» Work instruction
Tally the lines in the entries below where the string "ConsoleInterface" occurs. Reply with the total alone.

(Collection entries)

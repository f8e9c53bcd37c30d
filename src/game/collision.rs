use super::grid::Grid;
use super::snake::Snake;
use std::fmt;

/// The ways a snake can die
#[derive(Clone, Copy, Debug, Eq, PartialEq)]
pub(crate) enum Collision {
    /// The head left the board
    OutOfBounds,
    /// The head ran into another cell of the body
    SelfCollision,
}

impl fmt::Display for Collision {
    fn fmt(&self, f: &mut fmt::Formatter<'_>) -> fmt::Result {
        match self {
            Collision::OutOfBounds => write!(f, "hit the wall"),
            Collision::SelfCollision => write!(f, "bit its own tail"),
        }
    }
}

/// Check the snake's current head against the walls of `grid` and against
/// the rest of its body.  An empty snake never collides.
pub(crate) fn detect(snake: &Snake, grid: Grid) -> Option<Collision> {
    let head = snake.head()?;
    if !grid.contains(head) {
        Some(Collision::OutOfBounds)
    } else if snake.cells().skip(1).any(|c| c == head) {
        Some(Collision::SelfCollision)
    } else {
        None
    }
}

#[cfg(test)]
mod tests {
    use super::*;
    use crate::game::grid::Cell;
    use rstest::rstest;

    const GRID: Grid = Grid::new(1, 10, 10);

    #[rstest]
    #[case(Cell::new(-1, 5))]
    #[case(Cell::new(10, 5))]
    #[case(Cell::new(5, -1))]
    #[case(Cell::new(5, 10))]
    fn wall(#[case] head: Cell) {
        assert_eq!(detect(&Snake::new(head), GRID), Some(Collision::OutOfBounds));
    }

    #[test]
    fn head_on_body() {
        let snake = Snake::from_cells([
            Cell::new(4, 5),
            Cell::new(5, 5),
            Cell::new(5, 6),
            Cell::new(4, 6),
            Cell::new(4, 5),
            Cell::new(4, 4),
        ]);
        assert_eq!(detect(&snake, GRID), Some(Collision::SelfCollision));
    }

    #[test]
    fn wall_takes_precedence() {
        let snake = Snake::from_cells([Cell::new(-1, 0), Cell::new(-1, 0)]);
        assert_eq!(detect(&snake, GRID), Some(Collision::OutOfBounds));
    }

    #[test]
    fn no_collision() {
        let snake = Snake::from_cells([
            Cell::new(5, 4),
            Cell::new(5, 5),
            Cell::new(4, 5),
            Cell::new(3, 5),
        ]);
        assert_eq!(detect(&snake, GRID), None);
        assert_eq!(detect(&Snake::new(Cell::new(0, 0)), GRID), None);
        assert_eq!(detect(&Snake::default(), GRID), None);
    }
}
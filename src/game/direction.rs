use std::fmt;

#[derive(Clone, Copy, Debug, Eq, Hash, PartialEq)]
pub(crate) enum Direction {
    Left,
    Right,
    Up,
    Down,
}

impl Direction {
    #[cfg(test)]
    pub(crate) const ALL: [Direction; 4] = [
        Direction::Left,
        Direction::Right,
        Direction::Up,
        Direction::Down,
    ];

    pub(crate) fn opposite(self) -> Direction {
        match self {
            Direction::Left => Direction::Right,
            Direction::Right => Direction::Left,
            Direction::Up => Direction::Down,
            Direction::Down => Direction::Up,
        }
    }

    /// Change in `(x, y)` when moving one cell in this direction.  The y axis
    /// points down.
    pub(super) fn offset(self) -> (i32, i32) {
        match self {
            Direction::Left => (-1, 0),
            Direction::Right => (1, 0),
            Direction::Up => (0, -1),
            Direction::Down => (0, 1),
        }
    }

    fn as_str(self) -> &'static str {
        match self {
            Direction::Left => "left",
            Direction::Right => "right",
            Direction::Up => "up",
            Direction::Down => "down",
        }
    }
}

impl fmt::Display for Direction {
    fn fmt(&self, f: &mut fmt::Formatter<'_>) -> fmt::Result {
        f.pad(self.as_str())
    }
}

#[cfg(test)]
mod tests {
    use super::*;
    use rstest::rstest;

    #[rstest]
    #[case(Direction::Left, Direction::Right)]
    #[case(Direction::Right, Direction::Left)]
    #[case(Direction::Up, Direction::Down)]
    #[case(Direction::Down, Direction::Up)]
    fn test_opposite(#[case] d: Direction, #[case] opp: Direction) {
        assert_eq!(d.opposite(), opp);
        assert_eq!(d.opposite().opposite(), d);
    }

    #[test]
    fn offsets_cancel_with_opposite() {
        for d in Direction::ALL {
            let (dx, dy) = d.offset();
            let (ox, oy) = d.opposite().offset();
            assert_eq!((dx + ox, dy + oy), (0, 0), "{d}");
            assert_eq!(dx.abs() + dy.abs(), 1, "{d}");
        }
    }
}
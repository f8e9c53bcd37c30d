mod app;
mod board;
mod cli;
mod command;
mod config;
mod consts;
mod game;
mod util;
use crate::app::App;
use crate::cli::{Cli, RunArgs};
use crate::config::{Config, ConfigError};
use anyhow::Context;
use std::io::ErrorKind;
use std::path::Path;
use std::process::ExitCode;
use std::sync::Mutex;
use tracing::info;
use tracing_subscriber::{layer::SubscriberExt, util::SubscriberInitExt, EnvFilter};

fn main() -> ExitCode {
    match Cli::from_env() {
        Ok(Cli::Run(args)) => match run(args) {
            Ok(()) => ExitCode::SUCCESS,
            Err(e) => {
                eprintln!("gridsnake: {e:?}");
                ExitCode::from(2)
            }
        },
        Ok(Cli::Help) => {
            print!("{}", Cli::USAGE);
            ExitCode::SUCCESS
        }
        Ok(Cli::Version) => {
            println!("gridsnake {}", env!("CARGO_PKG_VERSION"));
            ExitCode::SUCCESS
        }
        Err(e) => {
            eprintln!("gridsnake: {e}\n\n{}", Cli::USAGE);
            ExitCode::from(2)
        }
    }
}

fn run(args: RunArgs) -> anyhow::Result<()> {
    let config = load_config(args.config.as_deref())?;
    if let Some(path) = args.log {
        init_logging(&path)?;
    }
    info!(
        width = config.grid.width(),
        height = config.grid.height(),
        cell_size = config.grid.cell_size(),
        pixels = ?config.grid.pixel_size(),
        tick_period = ?config.tick_period,
        "Starting gridsnake"
    );
    let terminal = ratatui::init();
    let r = App::new(config).run(terminal);
    ratatui::restore();
    match r {
        Err(e) if e.kind() == ErrorKind::BrokenPipe => Ok(()),
        r => r.context("terminal I/O failed"),
    }
}

fn load_config(path: Option<&Path>) -> anyhow::Result<Config> {
    if let Some(path) = path {
        return Config::load(path, false)
            .with_context(|| format!("failed to load configuration from {}", path.display()));
    }
    match Config::default_path() {
        Ok(path) => Config::load(&path, true)
            .with_context(|| format!("failed to load configuration from {}", path.display())),
        Err(ConfigError::NoPath) => Ok(Config::default()),
        Err(e) => Err(e.into()),
    }
}

/// Send log messages at or above the level given by `RUST_LOG` (default:
/// [`consts::DEFAULT_LOG_FILTER`]) to the file at `path`.  Without `--log`,
/// nothing is logged, as the terminal is taken up by the game.
fn init_logging(path: &Path) -> anyhow::Result<()> {
    let file = fs_err::File::create(path)?;
    let filter = EnvFilter::try_from_default_env()
        .unwrap_or_else(|_| EnvFilter::new(consts::DEFAULT_LOG_FILTER));
    tracing_subscriber::registry()
        .with(
            tracing_subscriber::fmt::layer()
                .with_ansi(false)
                .with_writer(Mutex::new(file)),
        )
        .with(filter)
        .try_init()
        .context("failed to install log subscriber")?;
    Ok(())
}
use super::grid::Cell;
use std::collections::VecDeque;

/// The cells making up the snake.
///
/// The body is stored head first: the front of the deque is the head and the
/// back is the tail.  All cells are board coordinates.
#[derive(Clone, Debug, Default, Eq, PartialEq)]
pub(crate) struct Snake {
    body: VecDeque<Cell>,
}

impl Snake {
    /// Create a one-cell snake whose head is at `head`
    pub(crate) fn new(head: Cell) -> Snake {
        Snake {
            body: VecDeque::from([head]),
        }
    }

    /// Create a snake from its cells, head first
    #[cfg(test)]
    pub(crate) fn from_cells<I: IntoIterator<Item = Cell>>(cells: I) -> Snake {
        Snake {
            body: cells.into_iter().collect(),
        }
    }

    /// Return the occupied cells, head first
    pub(crate) fn cells(&self) -> impl Iterator<Item = Cell> + '_ {
        self.body.iter().copied()
    }

    /// Return the position of the snake's head, or `None` if the snake has
    /// been cleared
    pub(crate) fn head(&self) -> Option<Cell> {
        self.body.front().copied()
    }

    pub(crate) fn tail(&self) -> Option<Cell> {
        self.body.back().copied()
    }

    pub(crate) fn len(&self) -> usize {
        self.body.len()
    }

    #[cfg(test)]
    pub(crate) fn is_empty(&self) -> bool {
        self.body.is_empty()
    }

    #[cfg(test)]
    pub(crate) fn contains(&self, cell: Cell) -> bool {
        self.body.contains(&cell)
    }

    /// Move the snake so that its head is at `new_head`.
    ///
    /// Without `grow`, the tail cell is removed and returned, so the body
    /// shifts by one cell.  With `grow`, the tail stays where it is, the
    /// snake gets one cell longer, and `None` is returned.
    pub(crate) fn advance(&mut self, new_head: Cell, grow: bool) -> Option<Cell> {
        let tail = if grow { None } else { self.body.pop_back() };
        self.body.push_front(new_head);
        tail
    }

    /// Remove every cell
    pub(crate) fn clear(&mut self) {
        self.body.clear();
    }
}
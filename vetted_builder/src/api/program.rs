use std::env;

use crate::api::argument::{parse_slug, Check};
use crate::api::command::{Command, Payload};
use crate::api::error::{command_tag, option_tag, DeclarationError, DeclarationErrorKind};
use crate::constant::*;
use crate::parser::{tokenize_with, ConsoleInterface, Printer, UserInterface};

#[cfg(feature = "tracing_debug")]
use tracing::debug;

/// The top level command of a Cli program.
///
/// Reserves `-h, --help` (print the help) and `--version` (print the version, when set).
///
/// ### Example
/// ```
/// # use vetted_builder as vetted;
/// use vetted::{is, prelude::*, Program};
///
/// let mut name = String::default();
/// Program::new("greeter")
///     .version("1.0.0")?
///     .description("Greet someone.")?
///     .value("name", "Who to greet.", is().optional().string().otherwise("world"))?
///     .action(|payload| {
///         name = payload.value("name").map(|v| v.to_string()).unwrap_or_default();
///     })
///     .parse_tokens(&["Alice"])
///     .unwrap();
///
/// assert_eq!(name, "Alice");
/// # Ok::<(), vetted::DeclarationError>(())
/// ```
pub struct Program<'a> {
    name: String,
    version: Option<String>,
    command: Command<'a>,
    user_interface: Box<dyn UserInterface + 'a>,
}

impl<'a> std::fmt::Debug for Program<'a> {
    fn fmt(&self, f: &mut std::fmt::Formatter<'_>) -> std::fmt::Result {
        f.debug_struct("Program")
            .field("name", &self.name)
            .field("version", &self.version)
            .field("command", &self.command)
            .finish()
    }
}

impl<'a> Program<'a> {
    /// Create a program printing to the console.
    pub fn new(name: impl Into<String>) -> Self {
        Self {
            name: name.into(),
            version: None,
            command: Command::new(PROGRAM_SLUG),
            user_interface: Box::new(ConsoleInterface::default()),
        }
    }

    /// Replace the [`UserInterface`] this program prints to.
    pub fn user_interface(mut self, user_interface: impl UserInterface + 'a) -> Self {
        self.user_interface = Box::new(user_interface);
        self
    }

    /// Set the version of this program, printed by `--version`.
    ///
    /// Fails unless the version is semantic (ex: `"1.2.3"`, `"1.0.0-beta+exp.sha.5114f85"`).
    pub fn version(mut self, version: impl Into<String>) -> Result<Self, DeclarationError> {
        let version = version.into();

        if version.starts_with(|c| c == 'v' || c == 'V') {
            return Err(
                DeclarationError::new(DeclarationErrorKind::VersionPrefix).within(&self.tag())
            );
        }

        if !is_semantic_version(&version) {
            return Err(
                DeclarationError::new(DeclarationErrorKind::VersionFormat).within(&self.tag())
            );
        }

        self.version.replace(version);
        Ok(self)
    }

    /// Set the description of this program.
    pub fn description(mut self, description: impl Into<String>) -> Result<Self, DeclarationError> {
        self.command = self.command.description(description)?;
        Ok(self)
    }

    /// Declare an option (see [`Command::option`]).
    ///
    /// Fails when the option uses the reserved `-h`, `--help` or `--version`.
    pub fn option(
        mut self,
        slug: &str,
        description: &str,
        check: impl Into<Check<'a>>,
    ) -> Result<Self, DeclarationError> {
        if let Some((short, name)) = parse_slug(slug) {
            if name == HELP_NAME || name == VERSION_NAME || short == Some(HELP_SHORT) {
                return Err(DeclarationError::new(DeclarationErrorKind::ReservedOption(
                    slug.to_string(),
                ))
                .within(&option_tag(slug))
                .within(&self.tag()));
            }
        }

        self.command = self.command.option(slug, description, check)?;
        Ok(self)
    }

    /// Declare a positional value (see [`Command::value`]).
    pub fn value(
        mut self,
        name: &str,
        description: &str,
        check: impl Into<Check<'a>>,
    ) -> Result<Self, DeclarationError> {
        self.command = self.command.value(name, description, check)?;
        Ok(self)
    }

    /// Set the action to invoke with the resolved [`Payload`].
    pub fn action(mut self, action: impl FnOnce(Payload) + 'a) -> Self {
        self.command = self.command.action(action);
        self
    }

    fn tag(&self) -> String {
        command_tag(PROGRAM_SLUG)
    }

    /// Run the program against the Cli `tokens`.
    ///
    /// Prints the help on `-h`/`--help`, or the version on `--version`, and returns `Err(0)`.
    /// Otherwise runs the command (see [`Command::run`]).
    /// A declaration or run error is printed, returning `Err(1)`.
    pub fn parse_tokens(self, tokens: &[&str]) -> Result<(), i32> {
        let Program {
            name,
            version,
            command,
            user_interface,
        } = self;

        if let Err(error) = command.validate() {
            user_interface.print_error(error.to_string());
            return Err(1);
        }

        let tokens = tokenize_with(tokens, |key| command.takes_value(key));
        let help_short = HELP_SHORT.to_string();
        let requested = |names: &[&str]| {
            tokens
                .options
                .iter()
                .any(|(key, _)| names.iter().any(|name| key.as_str() == *name))
        };

        if requested(&[HELP_NAME, help_short.as_str()]) {
            Printer::terminal().print_help(&name, version.is_some(), &command, &*user_interface);
            return Err(0);
        }

        if let Some(version) = &version {
            if requested(&[VERSION_NAME]) {
                user_interface.print(format!("{name} {version}"));
                return Err(0);
            }
        }

        #[cfg(feature = "tracing_debug")]
        {
            debug!("Running program '{name}'.");
        }

        match command.run(tokens.options, tokens.values, &*user_interface) {
            Ok(()) => Ok(()),
            Err(error) => {
                user_interface.print_error(error.to_string());
                Err(1)
            }
        }
    }

    /// Run the program against the Cli arguments (see [`Program::parse_tokens`]).
    ///
    /// Exits the process with the returned code when there is one.
    pub fn parse(self) {
        let command_input: Vec<String> = env::args().skip(1).collect();
        match self.parse_tokens(
            command_input
                .iter()
                .map(AsRef::as_ref)
                .collect::<Vec<&str>>()
                .as_slice(),
        ) {
            Ok(()) => {}
            Err(exit_code) => {
                std::process::exit(exit_code);
            }
        };
    }
}

fn is_semantic_version(version: &str) -> bool {
    let (version, build) = match version.split_once('+') {
        Some((version, build)) => (version, Some(build)),
        None => (version, None),
    };
    let (core, pre) = match version.split_once('-') {
        Some((core, pre)) => (core, Some(pre)),
        None => (version, None),
    };
    let identifiers = |text: &str| {
        text.split('.').all(|identifier| {
            !identifier.is_empty()
                && identifier
                    .chars()
                    .all(|c| c.is_ascii_alphanumeric() || c == '-')
        })
    };
    let numbers: Vec<&str> = core.split('.').collect();

    numbers.len() == 3
        && numbers
            .iter()
            .all(|n| !n.is_empty() && n.chars().all(|c| c.is_ascii_digit()))
        && pre.map_or(true, identifiers)
        && build.map_or(true, identifiers)
}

» Solution to this task
2